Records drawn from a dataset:
╭──
//! Authentication ports.

use async_trait::async_trait;
use chrono::{DateTime, Utc};
use uuid::Uuid;

/// Claims carried by a session token.
#[derive(Debug, Clone)]
pub struct TokenClaims {
    pub user_id: Uuid,
    /// Unique per issued token, used for revocation.
    pub token_id: Uuid,
    pub issued_at: i64,
    pub exp: i64,
}

impl TokenClaims {
    pub fn expires_at(&self) -> DateTime<Utc> {
        DateTime::from_timestamp(self.exp, 0).unwrap_or_else(Utc::now)
    }
}

/// Token service trait for issuing and verifying bearer tokens.
pub trait TokenService: Send + Sync {
    /// Generate an access token for a user.
    fn generate_token(&self, user_id: Uuid) -> Result<String, AuthError>;

    /// Validate and decode a token. Does not consult revocations.
    fn validate_token(&self, token: &str) -> Result<TokenClaims, AuthError>;

    /// Validity window of issued tokens.
    fn expiration_seconds(&self) -> i64;
}

/// Password hashing service.
pub trait PasswordService: Send + Sync {
    /// Hash a plain text password.
    fn hash(&self, password: &str) -> Result<String, AuthError>;

    /// Verify a password against a hash.
    fn verify(&self, password: &str, hash: &str) -> Result<bool, AuthError>;
}

/// Tokens invalidated before their natural expiry (logout).
///
/// Entries only need to outlive the token they revoke; implementations may
/// forget them after `expires_at`.
#[async_trait]
pub trait RevocationStore: Send + Sync {
    async fn revoke(&self, token_id: Uuid, expires_at: DateTime<Utc>) -> Result<(), AuthError>;

    async fn is_revoked(&self, token_id: Uuid) -> Result<bool, AuthError>;
}

/// Authentication errors.
#[derive(Debug, thiserror::Error)]
pub enum AuthError {
    #[error("Invalid credentials")]
    InvalidCredentials,

    #[error("Token expired")]
    TokenExpired,

    #[error("Invalid token: {0}")]
    InvalidToken(String),

    #[error("Token has been revoked")]
    TokenRevoked,

    #[error("Missing authorization header")]
    MissingAuth,

    #[error("Hashing error: {0}")]
    HashingError(String),

    #[error("Revocation store error: {0}")]
    Store(String),
}
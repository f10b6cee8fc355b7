//! Authentication implementations.

mod jwt;
mod password;
mod revocation;

pub use jwt::{JwtConfig, JwtTokenService};
pub use password::Argon2PasswordService;
pub use revocation::InMemoryRevocationStore;
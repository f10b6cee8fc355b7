use chrono::{DateTime, Utc};
use serde::{Deserialize, Serialize};
use uuid::Uuid;

use super::policy::can_modify;
use super::post::Post;
use crate::error::DomainError;

/// Comment entity - attached to one post, owned by its author.
///
/// The author of the post has no rights over comments written by others.
#[derive(Debug, Clone, Serialize, Deserialize)]
pub struct Comment {
    pub id: Uuid,
    pub post_id: Uuid,
    pub author_id: Uuid,
    pub content: String,
    pub created_at: DateTime<Utc>,
    pub updated_at: DateTime<Utc>,
}

fn require_content(content: &str) -> Result<(), DomainError> {
    if content.trim().is_empty() {
        return Err(DomainError::Validation("Content is required".to_string()));
    }
    Ok(())
}

impl Comment {
    /// Write a comment on `post`. The post must be published.
    pub fn new(post: &Post, author_id: Uuid, content: String) -> Result<Self, DomainError> {
        post.ensure_accepts_comments()?;
        require_content(&content)?;

        let now = Utc::now();
        Ok(Self {
            id: Uuid::new_v4(),
            post_id: post.id,
            author_id,
            content,
            created_at: now,
            updated_at: now,
        })
    }

    pub fn belongs_to(&self, post_id: Uuid) -> bool {
        self.post_id == post_id
    }

    /// Independent of the post's state.
    pub fn edit(&mut self, actor_id: Uuid, content: String) -> Result<(), DomainError> {
        can_modify(actor_id, self.author_id).ensure()?;
        require_content(&content)?;

        self.content = content;
        self.updated_at = Utc::now();
        Ok(())
    }

    pub fn authorize_delete(&self, actor_id: Uuid) -> Result<(), DomainError> {
        can_modify(actor_id, self.author_id).ensure()
    }
}

#[cfg(test)]
mod tests {
    use super::*;
    use crate::error::StateConflict;

    fn published_post(author_id: Uuid) -> Post {
        let mut post = Post::new(author_id, "Title".to_string(), "Body".to_string(), None).unwrap();
        post.publish(author_id).unwrap();
        post
    }

    #[test]
    fn test_anyone_can_comment_on_published_post() {
        let post = published_post(Uuid::new_v4());
        let commenter = Uuid::new_v4();

        let comment = Comment::new(&post, commenter, "Nice".to_string()).unwrap();

        assert_eq!(comment.post_id, post.id);
        assert_eq!(comment.author_id, commenter);
        assert!(comment.belongs_to(post.id));
    }

    #[test]
    fn test_comment_on_draft_conflicts_before_validation() {
        let author = Uuid::new_v4();
        let post = Post::new(author, "Title".to_string(), "Body".to_string(), None).unwrap();

        let result = Comment::new(&post, author, String::new());

        assert!(matches!(
            result,
            Err(DomainError::Conflict(StateConflict::PostNotPublished))
        ));
    }

    #[test]
    fn test_comment_requires_content() {
        let post = published_post(Uuid::new_v4());
        let result = Comment::new(&post, Uuid::new_v4(), "   ".to_string());
        assert!(matches!(result, Err(DomainError::Validation(_))));
    }

    #[test]
    fn test_only_comment_author_can_modify() {
        let post_author = Uuid::new_v4();
        let commenter = Uuid::new_v4();
        let post = published_post(post_author);
        let mut comment = Comment::new(&post, commenter, "First".to_string()).unwrap();

        assert!(matches!(
            comment.edit(post_author, "Hijack".to_string()),
            Err(DomainError::Forbidden)
        ));
        assert!(matches!(
            comment.authorize_delete(post_author),
            Err(DomainError::Forbidden)
        ));
        assert_eq!(comment.content, "First");

        comment.edit(commenter, "Edited".to_string()).unwrap();
        assert_eq!(comment.content, "Edited");
        assert!(comment.authorize_delete(commenter).is_ok());
    }

    #[test]
    fn test_comment_stays_editable_after_unpublish() {
        let author = Uuid::new_v4();
        let commenter = Uuid::new_v4();
        let mut post = published_post(author);
        let mut comment = Comment::new(&post, commenter, "Hi".to_string()).unwrap();

        post.unpublish(author).unwrap();

        assert!(comment.edit(commenter, "Still here".to_string()).is_ok());
        assert!(Comment::new(&post, commenter, "Another".to_string()).is_err());
    }
}
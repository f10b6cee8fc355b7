//! Post handlers: listing, CRUD and the publish transitions.

use actix_web::{HttpRequest, HttpResponse, web};
use uuid::Uuid;

use inkwell_core::DomainError;
use inkwell_core::domain::{PageRequest, Post, PostChanges, PostFilter};
use inkwell_shared::dto::{ListPostsQuery, PageMeta};
use inkwell_shared::{ApiResponse, ListResponse};

use super::form::FormInput;
use super::views::{render_post, render_posts};
use crate::middleware::auth::Identity;
use crate::middleware::error::{AppError, AppResult};
use crate::state::AppState;

pub(super) async fn load_post(state: &AppState, id: Uuid) -> AppResult<Post> {
    state
        .posts
        .find_by_id(id)
        .await?
        .ok_or_else(|| DomainError::not_found("Post", id).into())
}

fn filter_from_query(query: &ListPostsQuery) -> PostFilter {
    PostFilter {
        search: query.search.clone().filter(|s| !s.is_empty()),
        is_published: query.is_published.as_deref().map(|v| v == "true"),
        author_id: query.author_id,
    }
}

/// GET /posts
pub async fn list_posts(
    state: web::Data<AppState>,
    _identity: Identity,
    query: web::Query<ListPostsQuery>,
) -> AppResult<HttpResponse> {
    let query = query.into_inner();
    let request = PageRequest::new(
        query.page.unwrap_or(PageRequest::DEFAULT_PAGE),
        query.size.unwrap_or(PageRequest::DEFAULT_SIZE),
    )?;

    let page = state.posts.find_page(&filter_from_query(&query), request).await?;
    let meta = PageMeta {
        total: page.total,
        page: page.page,
        size: page.size,
        total_pages: page.total_pages(),
    };

    Ok(HttpResponse::Ok().json(ListResponse {
        data: render_posts(&state, page.items).await?,
        meta,
    }))
}

/// GET /posts/{id}
pub async fn get_post(
    state: web::Data<AppState>,
    _identity: Identity,
    path: web::Path<Uuid>,
) -> AppResult<HttpResponse> {
    let post = load_post(&state, path.into_inner()).await?;
    Ok(HttpResponse::Ok().json(ApiResponse::ok(render_post(&state, post).await?)))
}

/// POST /posts/create
pub async fn create_post(
    req: HttpRequest,
    payload: web::Payload,
    state: web::Data<AppState>,
    identity: Identity,
) -> AppResult<HttpResponse> {
    let mut form = FormInput::read(&req, payload, state.upload_max_bytes).await?;

    let mut post = Post::new(
        identity.user_id,
        form.text("title").unwrap_or_default(),
        form.text("content").unwrap_or_default(),
        None,
    )
    .map_err(|e| match e {
        DomainError::Validation(msg) => AppError::Unprocessable(msg),
        other => other.into(),
    })?;

    if let Some(upload) = form.take_file() {
        post.image_url = Some(state.storage.store(upload).await?);
    }

    let post = state.posts.insert(post).await?;
    tracing::info!(post_id = %post.id, author_id = %post.author_id, "Post created");

    Ok(HttpResponse::Created().json(ApiResponse::ok_with_message(
        render_post(&state, post).await?,
        "Post created successfully",
    )))
}

/// PUT /posts/{id} - drafts only.
pub async fn update_post(
    req: HttpRequest,
    payload: web::Payload,
    state: web::Data<AppState>,
    identity: Identity,
    path: web::Path<Uuid>,
) -> AppResult<HttpResponse> {
    let mut form = FormInput::read(&req, payload, state.upload_max_bytes).await?;
    let mut post = load_post(&state, path.into_inner()).await?;

    post.authorize_edit(identity.user_id)?;

    let image_url = match form.take_file() {
        Some(upload) => Some(state.storage.store(upload).await?),
        None => None,
    };

    post.edit(
        identity.user_id,
        PostChanges {
            title: form.text("title"),
            content: form.text("content"),
            image_url,
        },
    )?;
    let post = state.posts.update(post).await?;
    tracing::info!(post_id = %post.id, "Post updated");

    Ok(HttpResponse::Ok().json(ApiResponse::ok_with_message(
        render_post(&state, post).await?,
        "Post updated successfully",
    )))
}

/// DELETE /posts/{id} - removes the post and its comments.
pub async fn delete_post(
    state: web::Data<AppState>,
    identity: Identity,
    path: web::Path<Uuid>,
) -> AppResult<HttpResponse> {
    let post = load_post(&state, path.into_inner()).await?;
    post.authorize_delete(identity.user_id)?;

    state.posts.delete(post.id).await?;
    tracing::info!(post_id = %post.id, "Post deleted");

    Ok(HttpResponse::Ok().json(ApiResponse::message("Post deleted successfully")))
}

/// PATCH /posts/{id}/publish
pub async fn publish_post(
    state: web::Data<AppState>,
    identity: Identity,
    path: web::Path<Uuid>,
) -> AppResult<HttpResponse> {
    let mut post = load_post(&state, path.into_inner()).await?;
    post.publish(identity.user_id)?;

    let post = state.posts.update(post).await?;
    tracing::info!(post_id = %post.id, "Post published");

    Ok(HttpResponse::Ok().json(ApiResponse::ok_with_message(
        render_post(&state, post).await?,
        "Post published successfully",
    )))
}

/// PATCH /posts/{id}/unpublish
pub async fn unpublish_post(
    state: web::Data<AppState>,
    identity: Identity,
    path: web::Path<Uuid>,
) -> AppResult<HttpResponse> {
    let mut post = load_post(&state, path.into_inner()).await?;
    post.unpublish(identity.user_id)?;

    let post = state.posts.update(post).await?;
    tracing::info!(post_id = %post.id, "Post unpublished");

    Ok(HttpResponse::Ok().json(ApiResponse::ok_with_message(
        render_post(&state, post).await?,
        "Post unpublished successfully",
    )))
}

#[cfg(test)]
mod tests {
    use super::*;

    #[test]
    fn test_is_published_only_true_selects_published() {
        let query = |v: &str| ListPostsQuery {
            is_published: Some(v.to_string()),
            ..Default::default()
        };

        assert_eq!(filter_from_query(&query("true")).is_published, Some(true));
        assert_eq!(filter_from_query(&query("false")).is_published, Some(false));
        assert_eq!(filter_from_query(&query("yes")).is_published, Some(false));
        assert_eq!(filter_from_query(&ListPostsQuery::default()).is_published, None);
    }

    #[test]
    fn test_empty_search_is_ignored() {
        let query = ListPostsQuery {
            search: Some(String::new()),
            ..Default::default()
        };
        assert!(filter_from_query(&query).search.is_none());
    }
}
╰──
## Exercise objective
Look through the data above. Each line containing the word "successfully" needs to be copied.

## Result of the exercise
        "Post created successfully",
        "Post updated successfully",
    Ok(HttpResponse::Ok().json(ApiResponse::message("Post deleted successfully")))
        "Post published successfully",
        "Post unpublished successfully",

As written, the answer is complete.